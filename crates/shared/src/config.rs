//! Application configuration management.

use rust_decimal::Decimal;
use serde::Deserialize;

/// Application configuration.
#[derive(Debug, Clone, Deserialize)]
pub struct AppConfig {
    /// Billing and subscription configuration.
    #[serde(default)]
    pub billing: BillingConfig,
    /// Administrative account configuration.
    #[serde(default)]
    pub admin: AdminConfig,
}

/// Billing and subscription configuration.
#[derive(Debug, Clone, Deserialize)]
pub struct BillingConfig {
    /// Monthly base price before referral discounts, in USD.
    #[serde(default = "default_base_price")]
    pub base_price: Decimal,
    /// Length of the free trial window, in days.
    #[serde(default = "default_trial_days")]
    pub trial_days: i64,
    /// Discount percent earned per active referral.
    #[serde(default = "default_percent_per_referral")]
    pub percent_per_referral: u32,
    /// Flat extra discount percent for tenants who were themselves referred.
    /// Zero disables the bonus.
    #[serde(default)]
    pub referred_bonus: u32,
}

fn default_base_price() -> Decimal {
    Decimal::new(2999, 2) // $29.99
}

fn default_trial_days() -> i64 {
    30
}

fn default_percent_per_referral() -> u32 {
    10
}

impl Default for BillingConfig {
    fn default() -> Self {
        Self {
            base_price: default_base_price(),
            trial_days: default_trial_days(),
            percent_per_referral: default_percent_per_referral(),
            referred_bonus: 0,
        }
    }
}

/// Administrative account configuration.
#[derive(Debug, Clone, Default, Deserialize)]
pub struct AdminConfig {
    /// Username of the designated administrative account, which bypasses
    /// access gating. None means no such account.
    #[serde(default)]
    pub username: Option<String>,
}

impl AppConfig {
    /// Loads configuration from environment and config files.
    ///
    /// # Errors
    ///
    /// Returns an error if configuration cannot be loaded.
    pub fn load() -> Result<Self, config::ConfigError> {
        let run_mode = std::env::var("RUN_MODE").unwrap_or_else(|_| "development".to_string());

        let config = config::Config::builder()
            .add_source(config::File::with_name("config/default").required(false))
            .add_source(config::File::with_name(&format!("config/{run_mode}")).required(false))
            .add_source(config::Environment::with_prefix("TRESTLE").separator("__"))
            .build()?;

        config.try_deserialize()
    }
}
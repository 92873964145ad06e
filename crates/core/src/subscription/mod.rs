//! Referral-driven subscription pricing and access gating.
//!
//! This module implements the subscription engine:
//! - Tenant and status domain types
//! - Referral discount computation (always derived, never a stored counter)
//! - Final pricing with clamping
//! - Trial-window math that fails closed on bad signup dates
//! - The access gate evaluated on every authenticated request

pub mod error;
pub mod service;
pub mod types;

#[cfg(test)]
mod service_props;

pub use error::SubscriptionError;
pub use service::SubscriptionService;
pub use types::{AccessDecision, DiscountPolicy, SubscriptionPolicy, SubscriptionStatus, Tenant};
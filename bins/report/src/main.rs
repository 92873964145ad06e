//! Trestle development report.
//!
//! Builds a sample firm's AR ledger and access decision over in-memory data
//! and logs the result. Useful for eyeballing engine output during
//! development without a web or storage layer.
//!
//! Usage: cargo run --bin report

use chrono::Utc;
use rust_decimal_macros::dec;
use tracing::info;
use tracing_subscriber::{layer::SubscriberExt, util::SubscriberInitExt};

use trestle_core::ledger::{Invoice, LedgerService, Payment, Project, ProjectStatus};
use trestle_core::subscription::{
    SubscriptionPolicy, SubscriptionService, SubscriptionStatus, Tenant,
};
use trestle_shared::AppConfig;
use trestle_shared::types::{InvoiceId, Money, PaymentId, ProjectId, TenantId};

fn main() -> anyhow::Result<()> {
    // Load environment variables from .env file
    dotenvy::dotenv().ok();

    // Initialize tracing
    tracing_subscriber::registry()
        .with(
            tracing_subscriber::EnvFilter::try_from_default_env()
                .unwrap_or_else(|_| "trestle=info,report=info".into()),
        )
        .with(tracing_subscriber::fmt::layer())
        .init();

    // Load configuration
    let config = AppConfig::load()?;
    let policy = SubscriptionPolicy::from(&config);
    info!(
        base_price = %Money::new(policy.base_price),
        trial_days = policy.trial_days,
        "Loaded billing policy"
    );

    let tenant = sample_tenant();
    let project = sample_project(tenant.id);
    let invoices = sample_invoices(project.id);
    let payments = sample_payments(project.id);

    let ledger = LedgerService::build_ledger(&invoices, &payments)?;
    info!(entries = ledger.len(), "Project ledger for {}", project.name);
    for entry in &ledger.entries {
        info!(
            date = %entry.date,
            debit = %Money::new(entry.debit),
            credit = %Money::new(entry.credit),
            balance = %Money::new(entry.balance),
            "{}",
            entry.label
        );
    }

    let summary = LedgerService::firm_summary(&[project], &invoices, &payments)?;
    info!(
        contracts = %Money::new(summary.total_contracts),
        invoiced = %Money::new(summary.total_invoiced),
        collected = %Money::new(summary.total_collected),
        outstanding_ar = %Money::new(summary.outstanding_ar),
        "Firm summary"
    );

    let today = Utc::now().date_naive();
    let decision = SubscriptionService::access_decision(&tenant, &[], today, &policy);
    info!(?decision, "Access decision for {}", tenant.username);

    let mut rng = rand::thread_rng();
    let code = SubscriptionService::generate_referral_code(&mut rng);
    info!(code = %code, "Sample referral code");

    Ok(())
}

fn sample_tenant() -> Tenant {
    Tenant {
        id: TenantId::new(),
        username: "demo-builder".to_string(),
        signup_date: Some(Utc::now().date_naive().format("%Y-%m-%d").to_string()),
        status: SubscriptionStatus::Trial,
        referral_code: "DEMO0001".to_string(),
        referred_by: None,
    }
}

fn sample_project(tenant_id: TenantId) -> Project {
    Project {
        id: ProjectId::new(),
        tenant_id,
        name: "Riverside Remodel".to_string(),
        client_name: "Acme Homes".to_string(),
        quoted_price: dec!(42000),
        status: ProjectStatus::CourseOfConstruction,
    }
}

fn sample_invoices(project_id: ProjectId) -> Vec<Invoice> {
    vec![
        Invoice {
            id: InvoiceId::new(),
            project_id,
            number: 1001,
            amount: dec!(12000),
            tax: dec!(600),
            date: "2024-01-05".to_string(),
            description: "Mobilization and demo".to_string(),
        },
        Invoice {
            id: InvoiceId::new(),
            project_id,
            number: 1002,
            amount: dec!(9500),
            tax: dec!(475),
            date: "2024-02-10".to_string(),
            description: "Rough-in complete".to_string(),
        },
    ]
}

fn sample_payments(project_id: ProjectId) -> Vec<Payment> {
    vec![
        Payment {
            id: PaymentId::new(),
            project_id,
            amount: dec!(12000),
            date: "2024-01-28".to_string(),
            note: "Check 552".to_string(),
        },
        Payment {
            id: PaymentId::new(),
            project_id,
            amount: dec!(4000),
            date: "2024-02-20".to_string(),
            note: "ACH partial".to_string(),
        },
    ]
}
//! Subscription domain types.

use rust_decimal::Decimal;
use serde::{Deserialize, Serialize};
use trestle_shared::config::AppConfig;
use trestle_shared::types::TenantId;

/// Subscription status of a tenant.
///
/// `FreeLifetime` is the absorbing variant of `Active` reached through the
/// referral reward; it keeps its own storage token so the state stays
/// observable. The legacy default "Inactive" parses as `Expired`.
#[derive(Debug, Clone, Copy, PartialEq, Eq, Hash, Serialize, Deserialize)]
#[serde(rename_all = "snake_case")]
pub enum SubscriptionStatus {
    /// Inside the free trial window.
    Trial,
    /// Paying subscriber.
    Active,
    /// Trial ran out or subscription lapsed; no access.
    Expired,
    /// Earned free access via the referral threshold. Terminal.
    FreeLifetime,
    /// Non-billable tracking-only role, orthogonal to billing.
    Affiliate,
}

impl SubscriptionStatus {
    /// Returns true if a referral in this status counts toward the referrer's
    /// discount. `FreeLifetime` counts because it is the absorbing variant of
    /// `Active`.
    #[must_use]
    pub const fn counts_as_active_referral(self) -> bool {
        matches!(self, Self::Trial | Self::Active | Self::FreeLifetime)
    }

    /// Returns true if this status grants product access without any trial or
    /// payment check. Affiliates are never billed and are never gated.
    #[must_use]
    pub const fn grants_access(self) -> bool {
        matches!(self, Self::Active | Self::FreeLifetime | Self::Affiliate)
    }

    /// Returns true if this status participates in billing at all.
    #[must_use]
    pub const fn is_billable(self) -> bool {
        !matches!(self, Self::Affiliate)
    }
}

impl std::fmt::Display for SubscriptionStatus {
    fn fmt(&self, f: &mut std::fmt::Formatter<'_>) -> std::fmt::Result {
        match self {
            Self::Trial => write!(f, "Trial"),
            Self::Active => write!(f, "Active"),
            Self::Expired => write!(f, "Expired"),
            Self::FreeLifetime => write!(f, "FreeLifetime"),
            Self::Affiliate => write!(f, "Affiliate"),
        }
    }
}

impl std::str::FromStr for SubscriptionStatus {
    type Err = String;

    fn from_str(s: &str) -> Result<Self, Self::Err> {
        match s.to_lowercase().as_str() {
            "trial" => Ok(Self::Trial),
            "active" => Ok(Self::Active),
            // "Inactive" is the legacy storage default for expired accounts.
            "expired" | "inactive" => Ok(Self::Expired),
            "freelifetime" | "free_lifetime" => Ok(Self::FreeLifetime),
            "affiliate" => Ok(Self::Affiliate),
            _ => Err(format!("Unknown subscription status: {s}")),
        }
    }
}

/// A tenant (firm account), root of its own projects, invoices, and payments.
#[derive(Debug, Clone, Serialize, Deserialize)]
pub struct Tenant {
    /// Tenant ID.
    pub id: TenantId,
    /// Login name; also used to designate the administrative account.
    pub username: String,
    /// Signup date as stored (`YYYY-MM-DD` text). Absent on legacy rows
    /// created before the column existed; trial math fails closed on those.
    pub signup_date: Option<String>,
    /// Current subscription status.
    pub status: SubscriptionStatus,
    /// This tenant's own referral code, unique, assigned at signup and never
    /// reused.
    pub referral_code: String,
    /// Referral code of whoever referred this tenant, if any.
    pub referred_by: Option<String>,
}

impl Tenant {
    /// Returns true if `other` was referred by this tenant.
    #[must_use]
    pub fn refers(&self, other: &Self) -> bool {
        other.referred_by.as_deref() == Some(self.referral_code.as_str())
    }
}

/// Discount policy knobs.
///
/// The referred-by bonus exists only in some product variants, so it defaults
/// to zero; when non-zero it combines additively with the earned discount and
/// the cap still applies.
#[derive(Debug, Clone, Copy, PartialEq, Eq, Serialize, Deserialize)]
pub struct DiscountPolicy {
    /// Percent earned per active referral.
    pub percent_per_referral: u32,
    /// Flat extra percent for tenants who were themselves referred.
    pub referred_bonus: u32,
    /// Maximum total discount percent.
    pub cap: u32,
}

impl Default for DiscountPolicy {
    fn default() -> Self {
        Self {
            percent_per_referral: 10,
            referred_bonus: 0,
            cap: 100,
        }
    }
}

/// Subscription policy: trial window, pricing, discounts, admin bypass.
#[derive(Debug, Clone, PartialEq, Eq, Serialize, Deserialize)]
pub struct SubscriptionPolicy {
    /// Length of the free trial window, in days.
    pub trial_days: i64,
    /// Monthly base price before discounts.
    pub base_price: Decimal,
    /// Discount knobs.
    pub discount: DiscountPolicy,
    /// Username of the designated administrative account, which bypasses
    /// access gating entirely.
    pub admin_username: Option<String>,
}

impl Default for SubscriptionPolicy {
    fn default() -> Self {
        Self {
            trial_days: 30,
            base_price: Decimal::new(2999, 2), // $29.99
            discount: DiscountPolicy::default(),
            admin_username: None,
        }
    }
}

impl From<&AppConfig> for SubscriptionPolicy {
    fn from(config: &AppConfig) -> Self {
        Self {
            trial_days: config.billing.trial_days,
            base_price: config.billing.base_price,
            discount: DiscountPolicy {
                percent_per_referral: config.billing.percent_per_referral,
                referred_bonus: config.billing.referred_bonus,
                cap: 100,
            },
            admin_username: config.admin.username.clone(),
        }
    }
}

/// Outcome of the access gate evaluated on every authenticated request.
#[derive(Debug, Clone, PartialEq, Eq, Serialize)]
#[serde(tag = "decision", rename_all = "snake_case")]
pub enum AccessDecision {
    /// Render the product.
    Allow,
    /// Tenant has earned a 100% discount and may claim free lifetime access.
    FreeUnlockAvailable,
    /// Show the paywall with the discounted price for checkout handoff.
    RequirePayment {
        /// Discounted monthly price to display and charge.
        price: Decimal,
    },
}
use cgmath::Matrix4;
use thiserror::Error;

use gl_wrapper::buffer::{Buffer, BufferTarget, BufferUsage, VertexArray};
use gl_wrapper::layout::{BufferLayout, BufferLoader, LayoutError, VertexAttribute};
use gl_wrapper::shader::Shader;

use crate::mesh::{Mesh, XYZ_UV_STRIDE};

#[derive(Debug, Error, PartialEq, Eq)]
pub enum ObjectError {
    #[error("objects need XYZ UV vertices (5 floats each), got stride {0}")]
    UnsupportedStride(usize),
    #[error(transparent)]
    Layout(#[from] LayoutError),
}

/// A mesh uploaded to the GPU.
///
/// Attribute locations: 0 position, 1 uv, 2 normal.
pub struct Object {
    mesh: Mesh,
    vao: VertexArray,
    // kept alive for the lifetime of the vao
    _vbo: Buffer,
    _nbo: Buffer,
}

impl Object {
    pub fn new(mesh: Mesh) -> Result<Self, ObjectError> {
        if mesh.vertex_stride() != XYZ_UV_STRIDE {
            return Err(ObjectError::UnsupportedStride(mesh.vertex_stride()));
        }

        let mut loader = BufferLoader::new();
        let vao = VertexArray::gen_bind();

        let vertex_layout = BufferLayout::new(
            &[VertexAttribute::Vec3, VertexAttribute::Vec2],
            mesh.vertices(),
        )?;
        let vbo = Buffer::gen_bind(BufferTarget::Array);
        loader.build_buffer(&vao, &vbo, &vertex_layout, BufferUsage::StaticDraw);

        let normal_layout = BufferLayout::new(&[VertexAttribute::Vec3], mesh.normals())?;
        let nbo = Buffer::gen_bind(BufferTarget::Array);
        loader.build_buffer(&vao, &nbo, &normal_layout, BufferUsage::StaticDraw);

        VertexArray::unbind();

        Ok(Self {
            mesh,
            vao,
            _vbo: vbo,
            _nbo: nbo,
        })
    }

    pub fn cube(size: f32) -> Result<Self, ObjectError> {
        Self::new(Mesh::cube(size))
    }

    pub fn pentahedron(size: f32) -> Result<Self, ObjectError> {
        Self::new(Mesh::pentahedron(size))
    }

    pub fn mesh(&self) -> &Mesh {
        &self.mesh
    }

    /// Draws once with `model` bound to the `model` uniform.
    pub fn draw<S: Shader + ?Sized>(&self, shader: &S, model: Matrix4<f32>) {
        self.vao.bind();

        shader.set_matrix4("model", model);
        self.draw_arrays();
    }

    /// Draws `count` instances, the model matrix of instance `i` given by `model(i)`.
    pub fn draw_multiple<S, F>(&self, shader: &S, count: usize, model: F)
    where
        S: Shader + ?Sized,
        F: Fn(usize) -> Matrix4<f32>,
    {
        self.vao.bind();

        for i in 0..count {
            shader.set_matrix4("model", model(i));
            self.draw_arrays();
        }
    }

    fn draw_arrays(&self) {
        unsafe {
            gl::DrawArrays(gl::TRIANGLES, 0, self.mesh.vertex_count() as i32);
        }
    }
}
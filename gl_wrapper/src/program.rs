use cgmath::{Matrix, Matrix4, Vector3};
use gl::types::{GLint, GLuint};
use std::ffi::{c_char, CString};
use std::fmt::{Display, Formatter};
use std::path::{Path, PathBuf};
use thiserror::Error;

#[derive(Debug, Copy, Clone, PartialEq, Eq)]
pub enum ShaderKind {
    Vertex,
    Fragment,
}

impl ShaderKind {
    fn gl_enum(&self) -> u32 {
        match self {
            ShaderKind::Vertex => gl::VERTEX_SHADER,
            ShaderKind::Fragment => gl::FRAGMENT_SHADER,
        }
    }
}

impl Display for ShaderKind {
    fn fmt(&self, f: &mut Formatter<'_>) -> std::fmt::Result {
        match self {
            ShaderKind::Vertex => f.write_str("vertex"),
            ShaderKind::Fragment => f.write_str("fragment"),
        }
    }
}

#[derive(Debug, Error)]
pub enum ProgramError {
    #[error("shader source contains an interior nul byte")]
    InteriorNul,
    #[error("failed to compile {0} shader:\n{1}")]
    Compilation(ShaderKind, String),
    #[error("failed to link program:\n{0}")]
    Linking(String),
    #[error("cannot read shader {0:?}: {1}")]
    Io(PathBuf, #[source] std::io::Error),
}

pub struct CompiledShader {
    id: GLuint,
}

impl CompiledShader {
    pub fn id(&self) -> GLuint {
        self.id
    }
}

impl Drop for CompiledShader {
    fn drop(&mut self) {
        unsafe { gl::DeleteShader(self.id) }
    }
}

pub fn compile_shader(source: &str, kind: ShaderKind) -> Result<CompiledShader, ProgramError> {
    let source = CString::new(source).map_err(|_| ProgramError::InteriorNul)?;
    let mut success: i32 = 0;

    unsafe {
        let shader = CompiledShader {
            id: gl::CreateShader(kind.gl_enum()),
        };

        gl::ShaderSource(
            shader.id,
            1,
            (&source.as_ptr()) as *const *const c_char,
            std::ptr::null(),
        );

        gl::CompileShader(shader.id);
        gl::GetShaderiv(shader.id, gl::COMPILE_STATUS, (&mut success) as *mut i32);
        if success != gl::TRUE as i32 {
            let mut len = 0;
            gl::GetShaderiv(shader.id, gl::INFO_LOG_LENGTH, (&mut len) as *mut i32);

            let mut buf = vec![0_u8; len.max(1) as usize];
            gl::GetShaderInfoLog(
                shader.id,
                buf.len() as i32,
                std::ptr::null_mut(),
                buf.as_mut_ptr() as *mut c_char,
            );

            return Err(ProgramError::Compilation(kind, info_log_to_string(&buf)));
        }

        Ok(shader)
    }
}

fn info_log_to_string(buf: &[u8]) -> String {
    let data = buf.split(|a| *a == 0).next().unwrap_or(buf);

    String::from_utf8_lossy(data).trim_end().to_string()
}

pub struct ProgramBuilder {
    vert: String,
    frag: String,
}

impl ProgramBuilder {
    pub fn new(vert_src: &str, frag_src: &str) -> Self {
        Self {
            vert: vert_src.to_owned(),
            frag: frag_src.to_owned(),
        }
    }

    pub fn from_paths<P: AsRef<Path>>(vert_path: P, frag_path: P) -> Result<Self, ProgramError> {
        let read = |path: &Path| {
            std::fs::read_to_string(path).map_err(|e| ProgramError::Io(path.to_path_buf(), e))
        };

        Ok(Self {
            vert: read(vert_path.as_ref())?,
            frag: read(frag_path.as_ref())?,
        })
    }

    pub fn build(self) -> Result<Program, ProgramError> {
        let vert = compile_shader(&self.vert, ShaderKind::Vertex)?;
        let frag = compile_shader(&self.frag, ShaderKind::Fragment)?;

        let mut success: i32 = 0;

        unsafe {
            let program = Program {
                id: gl::CreateProgram(),
            };
            gl::AttachShader(program.id, vert.id());
            gl::AttachShader(program.id, frag.id());
            gl::LinkProgram(program.id);

            gl::GetProgramiv(program.id, gl::LINK_STATUS, (&mut success) as *mut i32);
            if success != gl::TRUE as i32 {
                let mut len = 0;
                gl::GetProgramiv(program.id, gl::INFO_LOG_LENGTH, (&mut len) as *mut i32);

                let mut buf = vec![0_u8; len.max(1) as usize];
                gl::GetProgramInfoLog(
                    program.id,
                    buf.len() as i32,
                    std::ptr::null_mut(),
                    buf.as_mut_ptr() as *mut c_char,
                );

                return Err(ProgramError::Linking(info_log_to_string(&buf)));
            }

            gl::DetachShader(program.id, vert.id());
            gl::DetachShader(program.id, frag.id());

            log::debug!("linked program {}", program.id);

            Ok(program)
        }
    }
}

pub struct Program {
    id: GLuint,
}

impl Program {
    pub fn get_id(&self) -> GLuint {
        self.id
    }

    pub fn use_program(&self) {
        unsafe { gl::UseProgram(self.id) }
    }

    /// Location of uniform `name`, `None` if the program has no such active uniform.
    pub fn uniform_location(&self, name: &str) -> Option<GLint> {
        let name = CString::new(name).ok()?;
        let loc = unsafe { gl::GetUniformLocation(self.id, name.as_ptr()) };

        (loc >= 0).then_some(loc)
    }

    pub fn set_bool(&self, name: &str, value: bool) {
        self.set_int(name, value as i32);
    }

    pub fn set_int(&self, name: &str, value: i32) {
        if let Some(loc) = self.uniform_location(name) {
            unsafe { gl::Uniform1i(loc, value) }
        }
    }

    pub fn set_float(&self, name: &str, value: f32) {
        if let Some(loc) = self.uniform_location(name) {
            unsafe { gl::Uniform1f(loc, value) }
        }
    }

    pub fn set_vec3(&self, name: &str, value: Vector3<f32>) {
        if let Some(loc) = self.uniform_location(name) {
            let v: [f32; 3] = value.into();
            unsafe { gl::Uniform3fv(loc, 1, v.as_ptr()) }
        }
    }

    pub fn set_matrix4(&self, name: &str, value: Matrix4<f32>) {
        if let Some(loc) = self.uniform_location(name) {
            unsafe { gl::UniformMatrix4fv(loc, 1, gl::FALSE, value.as_ptr()) }
        }
    }
}

impl Drop for Program {
    fn drop(&mut self) {
        unsafe { gl::DeleteProgram(self.id) }
    }
}
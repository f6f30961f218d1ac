use std::ffi::c_void;

#[derive(Debug, Copy, Clone, PartialEq, Eq)]
pub enum BufferTarget {
    Array,
    ElementArray,
}

impl BufferTarget {
    pub fn gl_enum(&self) -> u32 {
        match self {
            BufferTarget::Array => gl::ARRAY_BUFFER,
            BufferTarget::ElementArray => gl::ELEMENT_ARRAY_BUFFER,
        }
    }
}

#[derive(Debug, Copy, Clone, PartialEq, Eq)]
pub enum BufferUsage {
    StaticDraw,
    DynamicDraw,
    StreamDraw,
}

impl BufferUsage {
    pub fn gl_enum(&self) -> u32 {
        match self {
            BufferUsage::StaticDraw => gl::STATIC_DRAW,
            BufferUsage::DynamicDraw => gl::DYNAMIC_DRAW,
            BufferUsage::StreamDraw => gl::STREAM_DRAW,
        }
    }
}

/// General purpose GL buffer, e.g. a vertex buffer or a normal buffer.
pub struct Buffer {
    id: u32,
    target: BufferTarget,
}

impl Buffer {
    /// Generates a new buffer and binds it to `target`.
    pub fn gen_bind(target: BufferTarget) -> Self {
        let mut id = 0;

        unsafe {
            gl::GenBuffers(1, (&mut id) as *mut u32);
            gl::BindBuffer(target.gl_enum(), id);
        }

        log::debug!("generated buffer {id} ({target:?})");

        Self { id, target }
    }

    pub fn bind(&self) {
        unsafe {
            gl::BindBuffer(self.target.gl_enum(), self.id);
        }
    }

    pub fn id(&self) -> u32 {
        self.id
    }

    pub fn target(&self) -> BufferTarget {
        self.target
    }
}

impl Drop for Buffer {
    fn drop(&mut self) {
        unsafe {
            gl::DeleteBuffers(1, (&self.id) as *const u32);
        }
    }
}

pub struct VertexArray {
    id: u32,
}

impl VertexArray {
    /// Generates a new vertex array object and binds it.
    pub fn gen_bind() -> Self {
        let mut id = 0;

        unsafe {
            gl::GenVertexArrays(1, (&mut id) as *mut u32);
            gl::BindVertexArray(id);
        }

        log::debug!("generated vertex array {id}");

        Self { id }
    }

    pub fn bind(&self) {
        unsafe {
            gl::BindVertexArray(self.id);
        }
    }

    pub fn unbind() {
        unsafe {
            gl::BindVertexArray(0);
        }
    }

    pub fn id(&self) -> u32 {
        self.id
    }
}

impl Drop for VertexArray {
    fn drop(&mut self) {
        unsafe {
            gl::DeleteVertexArrays(1, (&self.id) as *const u32);
        }
    }
}

/// Uploads `data` into whatever buffer is currently bound to `target`.
pub fn buffer_data<T>(target: BufferTarget, data: &[T], usage: BufferUsage) {
    unsafe {
        gl::BufferData(
            target.gl_enum(),
            std::mem::size_of_val(data) as isize,
            data.as_ptr() as *const c_void,
            usage.gl_enum(),
        );
    }
}
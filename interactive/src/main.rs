use clap::Parser;

mod app;
mod args;

use app::{App, AppError};
use args::ArgsInteractive;

fn main() {
    env_logger::Builder::from_env(env_logger::Env::default().default_filter_or("info")).init();

    let args = <ArgsInteractive as Parser>::parse();

    if let Err(e) = run(&args) {
        log::error!("{e}");
        std::process::exit(1);
    }
}

fn run(args: &ArgsInteractive) -> Result<(), AppError> {
    let app = App::new(args)?;

    app.run()
}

-------------------------

**Activity:** Scan the material above for the string "closed". Copy each line that holds it.

**Answer space:**
//! - Trial-window math that fails closed on bad signup dates
    /// created before the column existed; trial math fails closed on those.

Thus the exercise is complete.